» Task details
Your answer needs to include each line of the records in which the string "SyncFlags" can be found.

[Stored items]
use std::any::Any;
use std::sync::Arc;

use rigelnet::net::RemoteInfo;
use rigelnet::sync::{
    DEFAULT_STEP_DURATION, ProxyHost, ProxyRuntime, SyncFilter, register_master_sync_rpcs,
    register_sync_rpcs,
};
use rigelnet::{
    Client, ExtractError, HandlerRegistry, NodeConfig, Packet, Server, SyncError, SyncFlags,
    SyncId, SynchronizedObject, SynchronizedObjectRegistry, UpdateMode,
};

const COUNTER_KIND: u32 = 7;

#[derive(Default)]
struct Counter {
    value: u32,
    alternating: bool,
    changed: bool,
    deactivate_for_all: bool,
    deactivate_for: Option<usize>,
    skip_for: Option<usize>,
    applied: u32,
    last_flags: SyncFlags,
    last_delay: u32,
    deactivated_in: Option<u32>,
}

impl SynchronizedObject for Counter {
    fn kind(&self) -> u32 {
        COUNTER_KIND
    }

    fn filter(&self, client: usize) -> SyncFilter {
        if self.deactivate_for_all || self.deactivate_for == Some(client) {
            SyncFilter::Deactivate
        } else if self.skip_for == Some(client) {
            SyncFilter::Skip
        } else {
            SyncFilter::RegularSync
        }
    }

    fn has_changes(&self) -> bool {
        self.changed
    }

    fn uses_alternating_updates(&self) -> bool {
        self.alternating
    }

    fn pack_state(&self, _flags: SyncFlags, out: &mut Packet) {
        out.append(&self.value);
    }

    fn apply_state(&mut self, state: &mut Packet, flags: SyncFlags, delay_steps: u32) -> Result<(), ExtractError> {
        self.value = state.extract()?;
        self.applied += 1;
        self.last_flags = flags;
        self.last_delay = delay_steps;
        Ok(())
    }

    fn deactivate_in(&mut self, delay_steps: u32) {
        self.deactivated_in = Some(delay_steps);
    }

    fn as_any(&self) -> &dyn Any {
        self
    }

    fn as_any_mut(&mut self) -> &mut dyn Any {
        self
    }
}

#[derive(Default)]
struct Spawner {
    destroyed: Vec<(u32, u32)>,
}

impl ProxyRuntime for Spawner {
    fn create_proxy(&mut self, kind: u32, _id: SyncId) -> Option<Box<dyn SynchronizedObject>> {
        (kind == COUNTER_KIND).then(|| Box::new(Counter::default()) as Box<dyn SynchronizedObject>)
    }

    fn destroy_proxy(&mut self, object: Box<dyn SynchronizedObject>, delay_steps: u32) {
        let value = object
            .as_any()
            .downcast_ref::<Counter>()
            .map_or(0, |c| c.value);
        self.destroyed.push((value, delay_steps));
    }
}

struct Mirror {
    registry: SynchronizedObjectRegistry,
    spawner: Spawner,
}

impl ProxyHost for Mirror {
    fn sync_parts(&mut self) -> (&mut SynchronizedObjectRegistry, &mut dyn ProxyRuntime) {
        (&mut self.registry, &mut self.spawner)
    }
}

fn join(server: &mut Server) -> Client {
    let client_rpcs = register_sync_rpcs::<Mirror>(HandlerRegistry::builder())
        .unwrap()
        .build()
        .unwrap();
    let mut client = Client::new(NodeConfig::new("sync"), Arc::new(client_rpcs)).unwrap();
    client.set_user_data(Mirror {
        registry: SynchronizedObjectRegistry::new(4),
        spawner: Spawner::default(),
    });
    client.connect_local(server).unwrap();
    client
}

fn setup() -> (Server, Client, SynchronizedObjectRegistry) {
    let server_rpcs = register_master_sync_rpcs(HandlerRegistry::builder())
        .unwrap()
        .build()
        .unwrap();

    let mut server = Server::new(NodeConfig::new("sync"), 2, Arc::new(server_rpcs)).unwrap();
    server.start(0).unwrap();
    let client = join(&mut server);

    (server, client, SynchronizedObjectRegistry::new(4))
}

fn deliver_all(server: &mut Server, clients: &mut [&mut Client]) {
    server.update(UpdateMode::Send);
    for client in clients.iter_mut() {
        client.update(UpdateMode::Receive);
    }
}

fn deliver(server: &mut Server, client: &mut Client) {
    server.update(UpdateMode::Send);
    client.update(UpdateMode::Receive);
}

fn proxy(client: &Client, id: SyncId) -> Option<&Counter> {
    client
        .user_data::<Mirror>()?
        .registry
        .object_as::<Counter>(id)
}

#[test]
fn test_create_precedes_first_update() {
    let (mut server, mut client, mut masters) = setup();
    let id = masters.register_master_object(Box::new(Counter {
        value: 42,
        changed: true,
        ..Default::default()
    }));

    masters.sync_state_updates(&mut server).unwrap();
    deliver(&mut server, &mut client);

    let counter = proxy(&client, id).expect("proxy created");
    assert_eq!(counter.value, 42);
    assert_eq!(counter.applied, 1);

    let expected = RemoteInfo::latency_in_steps(
        client.server_connector().remote_info().pessimistic_latency,
        DEFAULT_STEP_DURATION,
    );
    assert_eq!(counter.last_delay, expected);
    assert!(client.is_running());
}

#[test]
fn test_unchanged_objects_are_not_resent() {
    let (mut server, mut client, mut masters) = setup();
    let id = masters.register_master_object(Box::new(Counter {
        value: 1,
        changed: true,
        ..Default::default()
    }));
    masters.sync_state_updates(&mut server).unwrap();
    deliver(&mut server, &mut client);

    assert!(!masters.is_unchanged_for_client(id, 0));

    masters.object_as_mut::<Counter>(id).unwrap().changed = false;
    masters.sync_state_updates(&mut server).unwrap();
    deliver(&mut server, &mut client);
    assert_eq!(proxy(&client, id).unwrap().applied, 1);
    assert!(masters.is_unchanged_for_client(id, 0));

    let master = masters.object_as_mut::<Counter>(id).unwrap();
    master.changed = true;
    master.value = 2;
    masters.sync_state_updates(&mut server).unwrap();
    deliver(&mut server, &mut client);
    assert_eq!(proxy(&client, id).unwrap().value, 2);
    assert!(!masters.is_unchanged_for_client(id, 0));
    assert!(!proxy(&client, id).unwrap().last_flags.contains(SyncFlags::FULL_STATE));
}

#[test]
fn test_alternating_objects_skip_every_other_cycle() {
    let (mut server, mut client, mut masters) = setup();
    masters.set_pacemaker_pulse_period(100).unwrap();
    let id = masters.register_master_object(Box::new(Counter {
        alternating: true,
        changed: true,
        ..Default::default()
    }));

    let mut seen = Vec::new();
    for _ in 0..4 {
        masters.sync_state_updates(&mut server).unwrap();
        deliver(&mut server, &mut client);
        seen.push(proxy(&client, id).unwrap().applied);
    }
    assert_eq!(seen, vec![1, 1, 2, 2]);
}

#[test]
fn test_pacemaker_pulse_forces_update() {
    let (mut server, mut client, mut masters) = setup();
    masters.set_pacemaker_pulse_period(2).unwrap();
    let id = masters.register_master_object(Box::new(Counter {
        alternating: true,
        changed: true,
        ..Default::default()
    }));

    masters.sync_state_updates(&mut server).unwrap();
    deliver(&mut server, &mut client);
    assert!(masters.alternating_updates_flag());

    masters.sync_state_updates(&mut server).unwrap();
    deliver(&mut server, &mut client);
    let counter = proxy(&client, id).unwrap();
    assert_eq!(counter.applied, 2);
    assert!(counter.last_flags.contains(SyncFlags::PACEMAKER_PULSE));
}

#[test]
fn test_explicit_update_is_not_repeated_in_cycle() {
    let (mut server, mut client, mut masters) = setup();
    let id = masters.register_master_object(Box::new(Counter {
        value: 5,
        changed: true,
        ..Default::default()
    }));

    masters.sync_object_update(&mut server, id).unwrap();
    masters.sync_state_updates(&mut server).unwrap();
    deliver(&mut server, &mut client);

    assert_eq!(proxy(&client, id).unwrap().applied, 1);
}

#[test]
fn test_deactivated_client_gets_full_state_later() {
    let (mut server, mut client, mut masters) = setup();
    let id = masters.register_master_object(Box::new(Counter {
        value: 3,
        changed: true,
        ..Default::default()
    }));
    masters.sync_state_updates(&mut server).unwrap();
    deliver(&mut server, &mut client);

    masters.object_as_mut::<Counter>(id).unwrap().deactivate_for_all = true;
    masters.sync_state_updates(&mut server).unwrap();
    masters.sync_state_updates(&mut server).unwrap();
    deliver(&mut server, &mut client);
    assert!(masters.is_deactivated_for_client(id, 0));
    let counter = proxy(&client, id).unwrap();
    assert!(counter.deactivated_in.is_some());
    assert_eq!(counter.applied, 1);

    masters.object_as_mut::<Counter>(id).unwrap().deactivate_for_all = false;
    masters.sync_state_updates(&mut server).unwrap();
    deliver(&mut server, &mut client);
    assert!(!masters.is_deactivated_for_client(id, 0));
    let counter = proxy(&client, id).unwrap();
    assert_eq!(counter.applied, 2);
    assert!(counter.last_flags.contains(SyncFlags::FULL_STATE));
}

#[test]
fn test_skipped_client_resumes_with_full_state() {
    let (mut server, mut first, mut masters) = setup();
    let mut second = join(&mut server);
    let skipped = first.client_index().unwrap();
    let id = masters.register_master_object(Box::new(Counter {
        value: 1,
        changed: true,
        ..Default::default()
    }));
    masters.sync_state_updates(&mut server).unwrap();
    deliver_all(&mut server, &mut [&mut first, &mut second]);
    assert_eq!(proxy(&first, id).unwrap().applied, 1);
    assert_eq!(proxy(&second, id).unwrap().applied, 1);

    let master = masters.object_as_mut::<Counter>(id).unwrap();
    master.skip_for = Some(skipped);
    master.value = 2;
    masters.sync_state_updates(&mut server).unwrap();
    deliver_all(&mut server, &mut [&mut first, &mut second]);
    assert_eq!(proxy(&first, id).unwrap().value, 1);
    assert_eq!(proxy(&second, id).unwrap().value, 2);

    // Nothing changed, yet the skipped client is owed the whole state.
    let master = masters.object_as_mut::<Counter>(id).unwrap();
    master.skip_for = None;
    master.changed = false;
    masters.sync_state_updates(&mut server).unwrap();
    deliver_all(&mut server, &mut [&mut first, &mut second]);

    let resumed = proxy(&first, id).unwrap();
    assert_eq!(resumed.value, 2);
    assert_eq!(resumed.applied, 2);
    assert!(resumed.last_flags.contains(SyncFlags::FULL_STATE));
    let other = proxy(&second, id).unwrap();
    assert_eq!(other.applied, 2);
    assert!(!other.last_flags.contains(SyncFlags::FULL_STATE));
}

#[test]
fn test_deactivation_is_per_client() {
    let (mut server, mut first, mut masters) = setup();
    let mut second = join(&mut server);
    let hidden = first.client_index().unwrap();
    let visible = second.client_index().unwrap();
    let id = masters.register_master_object(Box::new(Counter {
        value: 1,
        changed: true,
        ..Default::default()
    }));
    masters.sync_state_updates(&mut server).unwrap();
    deliver_all(&mut server, &mut [&mut first, &mut second]);

    for value in [5, 6] {
        let master = masters.object_as_mut::<Counter>(id).unwrap();
        master.deactivate_for = Some(hidden);
        master.value = value;
        masters.sync_state_updates(&mut server).unwrap();
        deliver_all(&mut server, &mut [&mut first, &mut second]);
    }

    assert!(masters.is_deactivated_for_client(id, hidden));
    assert!(!masters.is_deactivated_for_client(id, visible));

    let deactivated = proxy(&first, id).unwrap();
    assert!(deactivated.deactivated_in.is_some());
    assert_eq!(deactivated.applied, 1);
    assert_eq!(deactivated.value, 1);

    let updated = proxy(&second, id).unwrap();
    assert!(updated.deactivated_in.is_none());
    assert_eq!(updated.applied, 3);
    assert_eq!(updated.value, 6);
}

#[test]
fn test_destroy_removes_proxy() {
    let (mut server, mut client, mut masters) = setup();
    let id = masters.register_master_object(Box::new(Counter {
        value: 9,
        changed: true,
        ..Default::default()
    }));
    masters.sync_state_updates(&mut server).unwrap();
    deliver(&mut server, &mut client);

    assert!(matches!(
        masters.unregister_object(id),
        Err(SyncError::DestroyNotSynced(_))
    ));
    masters.sync_object_destroy(&mut server, id).unwrap();
    assert!(masters.unregister_object(id).is_ok());
    deliver(&mut server, &mut client);

    let mirror = client.user_data::<Mirror>().unwrap();
    assert!(!mirror.registry.contains(id));

    let mean = RemoteInfo::latency_in_steps(
        client.server_connector().remote_info().mean_latency,
        DEFAULT_STEP_DURATION,
    );
    let mirror = client.user_data::<Mirror>().unwrap();
    assert_eq!(mirror.spawner.destroyed, vec![(9, 4u32.saturating_sub(mean + 1))]);
}

#[test]
fn test_late_joiner_receives_complete_state() {
    let (mut server, mut client, mut masters) = setup();
    let id = masters.register_master_object(Box::new(Counter {
        value: 11,
        changed: true,
        ..Default::default()
    }));
    masters.sync_state_updates(&mut server).unwrap();
    deliver(&mut server, &mut client);

    let mut late = join(&mut server);
    let index = late.client_index().unwrap();

    masters.sync_complete_state(&mut server, index).unwrap();
    server.update(UpdateMode::Send);
    late.update(UpdateMode::Receive);

    let counter = proxy(&late, id).expect("proxy created");
    assert_eq!(counter.value, 11);
    assert!(counter.last_flags.contains(SyncFlags::FULL_STATE));
}

#[test]
fn test_sync_needs_registered_messages() {
    let mut server = Server::new(NodeConfig::new("sync"), 1, Arc::new(HandlerRegistry::empty())).unwrap();
    server.start(0).unwrap();
    let mut masters = SynchronizedObjectRegistry::new(4);
    masters.register_master_object(Box::new(Counter::default()));

    assert!(matches!(
        masters.sync_state_updates(&mut server),
        Err(SyncError::Rpc(_))
    ));
}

» Output of the task
    Client, ExtractError, HandlerRegistry, NodeConfig, Packet, Server, SyncError, SyncFlags,
    last_flags: SyncFlags,
    fn pack_state(&self, _flags: SyncFlags, out: &mut Packet) {
    fn apply_state(&mut self, state: &mut Packet, flags: SyncFlags, delay_steps: u32) -> Result<(), ExtractError> {
    assert!(!proxy(&client, id).unwrap().last_flags.contains(SyncFlags::FULL_STATE));
    assert!(counter.last_flags.contains(SyncFlags::PACEMAKER_PULSE));
    assert!(counter.last_flags.contains(SyncFlags::FULL_STATE));
    assert!(resumed.last_flags.contains(SyncFlags::FULL_STATE));
    assert!(!other.last_flags.contains(SyncFlags::FULL_STATE));
    assert!(counter.last_flags.contains(SyncFlags::FULL_STATE));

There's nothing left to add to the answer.